Wednesday, November 14, 2012

what makes it montessori?

I was inspired to share these thoughts by Kylie's most recent post at How We Montessori.  One of the things I'm so excited about in our neighborhood is the Montessori school.  It is a primary class only, meaning they accept the traditional Children's House ages of 2 1/2 - 6.  Children who continue all the way through would then typically start their new schools in first grade.

Knowing how popular this school is, how small the enrollment space is, and how much I love Montessori education, I scheduled a tour at the end of summer to check out Montessori East.  What I found there checked all the boxes for me:  AMI trained directress and head teachers, authentic materials, totally mixed-aged classrooms, and long periods for uninterrupted work cycles with the children free to choose their own work.

Some of the materials I saw there that clued me in to authenticity:

The color tablets.

The knobbed cylinders.

The pink tower.
I went right ahead and filled out the application and gave our application fee.  I do so hope that there will be room for Vicki next October when she is the proper age.  Also, it gives me incentive to get her using the toilet, since a requirement is that all children must be fully trained toilet educated.

In our public school system, there are also two more options.  These are magnet schools with Montessori as their magnet focus.  They accept children in the Fall who are aged three, and then go up through 4th grade.  They do retain mixed-age classrooms.  The obviously huge benefit is that they are essentially free (there is a small enrollment fee, like $50) - paid for by our taxes.

But I need to visit and see how much they are able to retain the Montessori focus while they must also adhere to state standards and annual testing.  I need to find out about the teachers, their training, and how much they incorporate Montessori.

The big downside is that both of these schools (Stanford Montessori Design Center and Hull-Jackson Montessori Magnet) are outside of our "cluster," which means I have to apply by lottery and I am pretty far down the list to start with.  Nashville's school lottery is fairly confusing, but the bottom line makes sense:  the closer you live, the more priority you get.  So, the "geographic preference zone" is the closest.  This is what we would call the "neighborhood school" - you live close enough to walk.  We are actually in the GPZ for an amazing elementary school, but it's not Montessori at all.  The next circle out is the "cluster" - this means which high school you are zoned for.  Everyone that feeds that high school is in the same cluster.  After that is a preference for siblings.  If you already have one child at a school, you get some preference to have your other children there.  Next, a classification for parents who work nearby - makes sense to bring your child to a school near where you work.  And then the final concentric circle, "county-wide."  Essentially, everyone else.  And that's where we are for these two schools.  There's no downside to trying your luck in the lottery, but I'm not holding my breath.  I checked the results from last year, and only a small fraction of the county-wide families got into either of these schools.

The other issue I bemoan with any of these Montessori options - public or private - is that I would pull Vicki for Kindergarten.  The Montessori environment greatly benefits from having children from the full age spectrum (2 1/2 - 6), because the older children naturally serve as leaders and mentors.  They really ask that you keep your child there for the full term.  And I totally get that.

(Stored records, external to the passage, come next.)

//! Shared domain types
//!
//! The hierarchy is a fixed-depth classification tree (skills or organizational
//! units). Entities are owned by an external system of record and only joined
//! here; assignments link an entity to a node with a proficiency level.

use chrono::{DateTime, Utc};
use serde::{Deserialize, Serialize};
use serde_json::{Map, Value as JsonValue};
use std::fmt;

use crate::error::{Result, SkillgateError};

/// Maximum number of levels in the hierarchy (levels 0 through 5)
pub const MAX_HIERARCHY_DEPTH: usize = 6;

/// Highest level a node may occupy
pub const MAX_NODE_LEVEL: u8 = (MAX_HIERARCHY_DEPTH - 1) as u8;

/// Maximum length of an opaque identifier
pub const MAX_IDENTIFIER_LENGTH: usize = 128;

fn validate_identifier(kind: &str, raw: &str) -> Result<()> {
    if raw.trim().is_empty() {
        return Err(SkillgateError::InvalidIdentifier(format!("{kind} cannot be empty")));
    }
    if raw.len() > MAX_IDENTIFIER_LENGTH {
        return Err(SkillgateError::InvalidIdentifier(format!(
            "{kind} exceeds {MAX_IDENTIFIER_LENGTH} characters"
        )));
    }
    if raw.chars().any(char::is_control) {
        return Err(SkillgateError::InvalidIdentifier(format!(
            "{kind} contains control characters"
        )));
    }
    Ok(())
}

/// Opaque identifier of a hierarchy node
#[derive(Debug, Clone, PartialEq, Eq, Hash, PartialOrd, Ord, Serialize, Deserialize)]
#[serde(transparent)]
pub struct NodeId(String);

impl NodeId {
    pub fn parse(raw: &str) -> Result<Self> {
        validate_identifier("node id", raw)?;
        Ok(Self(raw.to_string()))
    }

    pub fn as_str(&self) -> &str {
        &self.0
    }
}

impl fmt::Display for NodeId {
    fn fmt(&self, f: &mut fmt::Formatter<'_>) -> fmt::Result {
        f.write_str(&self.0)
    }
}

/// Opaque identifier of an entity (person/employee record)
#[derive(Debug, Clone, PartialEq, Eq, Hash, PartialOrd, Ord, Serialize, Deserialize)]
#[serde(transparent)]
pub struct EntityId(String);

impl EntityId {
    pub fn parse(raw: &str) -> Result<Self> {
        validate_identifier("entity id", raw)?;
        Ok(Self(raw.to_string()))
    }

    pub fn as_str(&self) -> &str {
        &self.0
    }
}

impl fmt::Display for EntityId {
    fn fmt(&self, f: &mut fmt::Formatter<'_>) -> fmt::Result {
        f.write_str(&self.0)
    }
}

/// Bounded proficiency ordinal stored on an assignment
#[derive(Debug, Clone, Copy, PartialEq, Eq, Hash, PartialOrd, Ord, Serialize, Deserialize)]
#[serde(try_from = "i64", into = "i64")]
pub enum ProficiencyLevel {
    None = 0,
    Awareness = 1,
    Basic = 2,
    Intermediate = 3,
    Advanced = 4,
    Expert = 5,
}

impl ProficiencyLevel {
    pub fn ordinal(self) -> i16 {
        self as i16
    }

    pub fn as_str(&self) -> &'static str {
        match self {
            Self::None => "none",
            Self::Awareness => "awareness",
            Self::Basic => "basic",
            Self::Intermediate => "intermediate",
            Self::Advanced => "advanced",
            Self::Expert => "expert",
        }
    }
}

impl TryFrom<i64> for ProficiencyLevel {
    type Error = SkillgateError;

    fn try_from(value: i64) -> Result<Self> {
        match value {
            0 => Ok(Self::None),
            1 => Ok(Self::Awareness),
            2 => Ok(Self::Basic),
            3 => Ok(Self::Intermediate),
            4 => Ok(Self::Advanced),
            5 => Ok(Self::Expert),
            other => Err(SkillgateError::InvalidProficiency(other)),
        }
    }
}

impl From<ProficiencyLevel> for i64 {
    fn from(level: ProficiencyLevel) -> Self {
        level as i64
    }
}

impl fmt::Display for ProficiencyLevel {
    fn fmt(&self, f: &mut fmt::Formatter<'_>) -> fmt::Result {
        write!(f, "{} ({})", self.as_str(), self.ordinal())
    }
}

/// One node of the classification tree
///
/// `level` is derived from the parent chain and is never supplied by callers.
#[derive(Debug, Clone, PartialEq, Serialize, Deserialize)]
pub struct HierarchyNode {
    pub id: NodeId,
    pub parent_id: Option<NodeId>,
    pub level: u8,
    #[serde(default)]
    pub attributes: Map<String, JsonValue>,
    #[serde(default)]
    pub disabled: bool,
}

/// Entity record joined from the external system of record
#[derive(Debug, Clone, PartialEq, Serialize, Deserialize)]
pub struct Entity {
    pub id: EntityId,
    /// Organizational placement, root first, at most six entries
    #[serde(default)]
    pub org_path: Vec<NodeId>,
    #[serde(default)]
    pub attributes: Map<String, JsonValue>,
}

/// Active link between an entity and a hierarchy node
#[derive(Debug, Clone, PartialEq, Eq, Serialize, Deserialize)]
pub struct Assignment {
    pub entity_id: EntityId,
    pub node_id: NodeId,
    pub proficiency_level: ProficiencyLevel,
    /// Incremented on every superseding write; used for optimistic concurrency
    pub version: i64,
    pub updated_at: DateTime<Utc>,
}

But there's that other school I told you about!  Lockeland Design Center.  This school is literally three blocks away, has some of the best testing scores in the city, gets rave reviews from parents, and is a strong neighborhood and community connection.  I want in.  Problem is, there are so many young families in our neighborhood that even kids who live in the GPZ didn't make it in last year!!  That is very unusual.  That means that all those other concentric circles I described above got zero consideration.  I checked out their lottery results from last year too, and your best chance by far is to apply for your child to start in Kindergarten.  Every year after that, there are fewer and fewer spots that open up each year.  I want the best chance to get into this school, so that would mean pulling Vicki from her Montessori room before the full cycle is up.  Boo.

What to do?  Still not sure.  I need to tour those other two Montessori magnets, see what I think, then wait and see what happens next October with Montessori East.  We also need to figure out how to afford it . . . double boo.